*** Extracted entries ***

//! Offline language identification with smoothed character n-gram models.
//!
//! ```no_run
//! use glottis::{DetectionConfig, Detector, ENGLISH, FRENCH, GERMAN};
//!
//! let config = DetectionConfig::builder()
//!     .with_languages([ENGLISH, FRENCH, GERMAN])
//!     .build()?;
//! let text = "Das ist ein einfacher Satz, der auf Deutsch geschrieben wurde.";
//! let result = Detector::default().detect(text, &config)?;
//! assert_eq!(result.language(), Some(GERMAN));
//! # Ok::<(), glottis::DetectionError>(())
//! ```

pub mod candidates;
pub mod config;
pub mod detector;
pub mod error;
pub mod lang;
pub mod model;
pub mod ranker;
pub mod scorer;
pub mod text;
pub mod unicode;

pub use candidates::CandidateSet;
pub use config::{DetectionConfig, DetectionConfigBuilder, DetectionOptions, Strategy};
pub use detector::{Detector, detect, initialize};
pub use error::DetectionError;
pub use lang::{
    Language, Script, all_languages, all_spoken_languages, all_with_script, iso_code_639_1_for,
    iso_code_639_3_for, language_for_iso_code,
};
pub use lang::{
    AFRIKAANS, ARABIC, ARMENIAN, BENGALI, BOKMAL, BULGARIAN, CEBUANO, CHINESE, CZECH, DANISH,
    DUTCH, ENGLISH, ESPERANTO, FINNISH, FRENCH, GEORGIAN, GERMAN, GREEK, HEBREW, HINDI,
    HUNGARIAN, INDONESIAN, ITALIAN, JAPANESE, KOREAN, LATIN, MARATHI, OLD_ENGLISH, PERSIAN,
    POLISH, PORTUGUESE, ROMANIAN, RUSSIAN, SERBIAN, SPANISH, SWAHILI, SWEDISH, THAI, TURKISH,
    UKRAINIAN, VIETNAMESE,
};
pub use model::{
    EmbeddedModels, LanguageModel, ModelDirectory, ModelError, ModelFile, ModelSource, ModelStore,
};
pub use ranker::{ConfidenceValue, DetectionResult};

*** End of Extracted entries ***

(Required work): Copy every line in the entries above that has the string "candidates" in it.

(Solution to this problem):
pub mod candidates;
pub use candidates::CandidateSet;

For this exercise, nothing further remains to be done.